**Task requirements:**
Restate word for word the lines of the material below, from the line with "use justgo_core::domain::SessionStatus;" to the line with "#[derive(Parser, Debug)]", both lines included, and no others.

**Dataset excerpts:**
◇ ◇ ◇ ◇ ◇

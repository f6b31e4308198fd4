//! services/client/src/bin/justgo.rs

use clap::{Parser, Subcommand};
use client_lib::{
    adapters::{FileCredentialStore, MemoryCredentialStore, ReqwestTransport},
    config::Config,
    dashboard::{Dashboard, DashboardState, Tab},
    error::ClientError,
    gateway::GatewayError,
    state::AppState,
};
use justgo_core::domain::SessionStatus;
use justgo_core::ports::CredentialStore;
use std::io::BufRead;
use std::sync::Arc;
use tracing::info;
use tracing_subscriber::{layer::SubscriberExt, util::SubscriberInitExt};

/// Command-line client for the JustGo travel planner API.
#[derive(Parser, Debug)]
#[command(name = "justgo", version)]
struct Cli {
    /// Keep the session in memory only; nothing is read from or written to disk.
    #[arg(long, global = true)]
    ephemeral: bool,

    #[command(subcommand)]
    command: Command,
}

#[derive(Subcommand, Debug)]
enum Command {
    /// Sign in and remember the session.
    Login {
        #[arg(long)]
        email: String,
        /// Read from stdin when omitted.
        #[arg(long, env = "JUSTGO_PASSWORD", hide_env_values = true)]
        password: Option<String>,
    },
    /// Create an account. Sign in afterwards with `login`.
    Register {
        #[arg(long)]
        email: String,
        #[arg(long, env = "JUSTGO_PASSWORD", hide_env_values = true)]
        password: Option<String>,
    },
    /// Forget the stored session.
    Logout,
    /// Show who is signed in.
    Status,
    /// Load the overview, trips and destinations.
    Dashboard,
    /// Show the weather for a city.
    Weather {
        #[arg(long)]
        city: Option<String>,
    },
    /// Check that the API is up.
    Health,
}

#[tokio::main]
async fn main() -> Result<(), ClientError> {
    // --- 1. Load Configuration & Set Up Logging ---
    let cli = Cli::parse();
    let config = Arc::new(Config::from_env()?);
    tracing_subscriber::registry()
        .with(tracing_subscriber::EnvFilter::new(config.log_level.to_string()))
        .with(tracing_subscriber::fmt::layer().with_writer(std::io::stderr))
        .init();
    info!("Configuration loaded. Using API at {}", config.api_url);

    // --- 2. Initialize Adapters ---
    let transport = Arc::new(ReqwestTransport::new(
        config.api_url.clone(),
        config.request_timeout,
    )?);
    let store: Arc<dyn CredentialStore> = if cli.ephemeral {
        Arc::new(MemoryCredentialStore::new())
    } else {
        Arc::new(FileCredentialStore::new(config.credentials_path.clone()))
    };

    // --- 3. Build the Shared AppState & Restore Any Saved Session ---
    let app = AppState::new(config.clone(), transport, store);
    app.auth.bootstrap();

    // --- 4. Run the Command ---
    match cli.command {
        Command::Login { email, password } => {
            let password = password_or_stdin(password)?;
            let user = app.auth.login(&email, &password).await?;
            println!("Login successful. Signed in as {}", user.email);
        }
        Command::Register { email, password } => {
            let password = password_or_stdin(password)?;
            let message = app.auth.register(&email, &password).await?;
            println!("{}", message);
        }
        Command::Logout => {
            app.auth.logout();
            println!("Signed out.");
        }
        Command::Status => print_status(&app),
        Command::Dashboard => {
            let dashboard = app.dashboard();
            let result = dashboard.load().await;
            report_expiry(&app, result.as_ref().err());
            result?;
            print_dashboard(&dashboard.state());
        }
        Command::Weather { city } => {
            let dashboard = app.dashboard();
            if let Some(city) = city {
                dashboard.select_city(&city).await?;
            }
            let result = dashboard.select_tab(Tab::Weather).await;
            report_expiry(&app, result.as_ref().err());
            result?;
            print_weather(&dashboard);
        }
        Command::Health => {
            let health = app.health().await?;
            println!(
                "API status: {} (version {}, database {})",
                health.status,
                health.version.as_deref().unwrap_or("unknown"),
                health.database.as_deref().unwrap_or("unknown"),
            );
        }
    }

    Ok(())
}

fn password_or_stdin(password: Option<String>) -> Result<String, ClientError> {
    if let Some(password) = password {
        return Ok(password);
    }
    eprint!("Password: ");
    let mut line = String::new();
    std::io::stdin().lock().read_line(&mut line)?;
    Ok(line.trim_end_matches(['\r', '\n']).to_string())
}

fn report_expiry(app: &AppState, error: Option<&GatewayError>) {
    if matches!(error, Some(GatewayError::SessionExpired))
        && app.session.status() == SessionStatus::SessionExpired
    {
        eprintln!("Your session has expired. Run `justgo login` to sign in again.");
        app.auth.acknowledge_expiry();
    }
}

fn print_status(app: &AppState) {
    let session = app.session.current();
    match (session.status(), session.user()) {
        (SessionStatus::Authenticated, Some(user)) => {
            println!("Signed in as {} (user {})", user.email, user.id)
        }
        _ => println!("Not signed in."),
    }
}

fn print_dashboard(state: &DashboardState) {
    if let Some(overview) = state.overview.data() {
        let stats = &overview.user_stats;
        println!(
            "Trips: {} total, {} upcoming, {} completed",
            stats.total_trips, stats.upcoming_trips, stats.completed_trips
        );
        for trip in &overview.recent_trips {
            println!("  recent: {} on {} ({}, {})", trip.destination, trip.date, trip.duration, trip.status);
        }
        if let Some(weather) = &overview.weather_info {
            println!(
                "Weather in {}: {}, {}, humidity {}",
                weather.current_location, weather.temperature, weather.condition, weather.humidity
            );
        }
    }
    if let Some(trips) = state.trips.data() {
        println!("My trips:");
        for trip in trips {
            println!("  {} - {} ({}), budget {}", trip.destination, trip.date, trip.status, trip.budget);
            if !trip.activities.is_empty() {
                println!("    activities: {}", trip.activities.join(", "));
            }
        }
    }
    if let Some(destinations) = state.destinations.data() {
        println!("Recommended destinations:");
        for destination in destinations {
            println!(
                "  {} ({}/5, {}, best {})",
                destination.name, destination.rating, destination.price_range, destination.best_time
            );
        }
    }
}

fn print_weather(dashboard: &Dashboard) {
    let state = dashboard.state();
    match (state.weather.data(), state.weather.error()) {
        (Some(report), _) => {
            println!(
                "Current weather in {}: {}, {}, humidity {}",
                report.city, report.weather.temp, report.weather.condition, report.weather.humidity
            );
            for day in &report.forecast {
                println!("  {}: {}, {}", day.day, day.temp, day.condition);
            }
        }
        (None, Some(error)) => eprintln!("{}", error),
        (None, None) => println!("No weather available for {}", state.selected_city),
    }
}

◇ ◇ ◇ ◇ ◇

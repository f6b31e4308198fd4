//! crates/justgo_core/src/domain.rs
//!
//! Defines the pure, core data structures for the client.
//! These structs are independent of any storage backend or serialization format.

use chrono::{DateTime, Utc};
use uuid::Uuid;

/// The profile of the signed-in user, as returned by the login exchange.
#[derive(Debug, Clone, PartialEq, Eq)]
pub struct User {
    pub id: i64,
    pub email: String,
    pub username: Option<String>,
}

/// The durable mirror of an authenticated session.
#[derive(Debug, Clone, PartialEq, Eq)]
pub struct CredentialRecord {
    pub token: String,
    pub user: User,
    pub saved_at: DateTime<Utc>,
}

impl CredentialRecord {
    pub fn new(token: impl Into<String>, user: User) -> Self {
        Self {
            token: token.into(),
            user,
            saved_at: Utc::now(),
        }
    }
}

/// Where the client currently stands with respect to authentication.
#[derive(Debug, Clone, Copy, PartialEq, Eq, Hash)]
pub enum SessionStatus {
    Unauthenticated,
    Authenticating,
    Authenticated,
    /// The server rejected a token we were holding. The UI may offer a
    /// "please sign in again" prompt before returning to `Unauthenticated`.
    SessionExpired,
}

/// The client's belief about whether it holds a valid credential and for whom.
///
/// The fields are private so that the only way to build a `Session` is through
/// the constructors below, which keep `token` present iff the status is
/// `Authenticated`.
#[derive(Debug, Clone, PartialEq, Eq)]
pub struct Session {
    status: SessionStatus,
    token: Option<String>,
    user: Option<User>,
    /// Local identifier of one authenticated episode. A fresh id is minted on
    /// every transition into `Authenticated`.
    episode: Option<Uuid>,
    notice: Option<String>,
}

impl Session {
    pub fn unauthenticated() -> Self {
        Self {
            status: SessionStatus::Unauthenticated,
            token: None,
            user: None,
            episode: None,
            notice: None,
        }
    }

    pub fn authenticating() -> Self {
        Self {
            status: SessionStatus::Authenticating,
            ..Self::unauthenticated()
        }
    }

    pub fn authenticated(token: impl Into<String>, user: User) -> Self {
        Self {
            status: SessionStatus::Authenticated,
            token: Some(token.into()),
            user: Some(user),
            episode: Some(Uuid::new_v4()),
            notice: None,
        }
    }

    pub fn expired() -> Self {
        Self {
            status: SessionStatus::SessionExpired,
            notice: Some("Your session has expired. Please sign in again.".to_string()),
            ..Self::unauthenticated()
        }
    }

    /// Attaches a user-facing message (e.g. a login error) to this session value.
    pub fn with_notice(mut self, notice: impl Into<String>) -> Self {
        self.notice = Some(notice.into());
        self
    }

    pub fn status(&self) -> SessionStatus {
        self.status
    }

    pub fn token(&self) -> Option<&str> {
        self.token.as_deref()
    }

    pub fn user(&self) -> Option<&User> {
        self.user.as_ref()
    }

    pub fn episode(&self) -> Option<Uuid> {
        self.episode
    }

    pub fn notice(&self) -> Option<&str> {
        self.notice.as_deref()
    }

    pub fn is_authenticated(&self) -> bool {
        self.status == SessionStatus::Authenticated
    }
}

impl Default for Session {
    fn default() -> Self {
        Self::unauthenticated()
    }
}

◇ ◇ ◇ ◇ ◇

**Exercise answer:**
use justgo_core::domain::SessionStatus;
use justgo_core::ports::CredentialStore;
use std::io::BufRead;
use std::sync::Arc;
use tracing::info;
use tracing_subscriber::{layer::SubscriberExt, util::SubscriberInitExt};

/// Command-line client for the JustGo travel planner API.
#[derive(Parser, Debug)]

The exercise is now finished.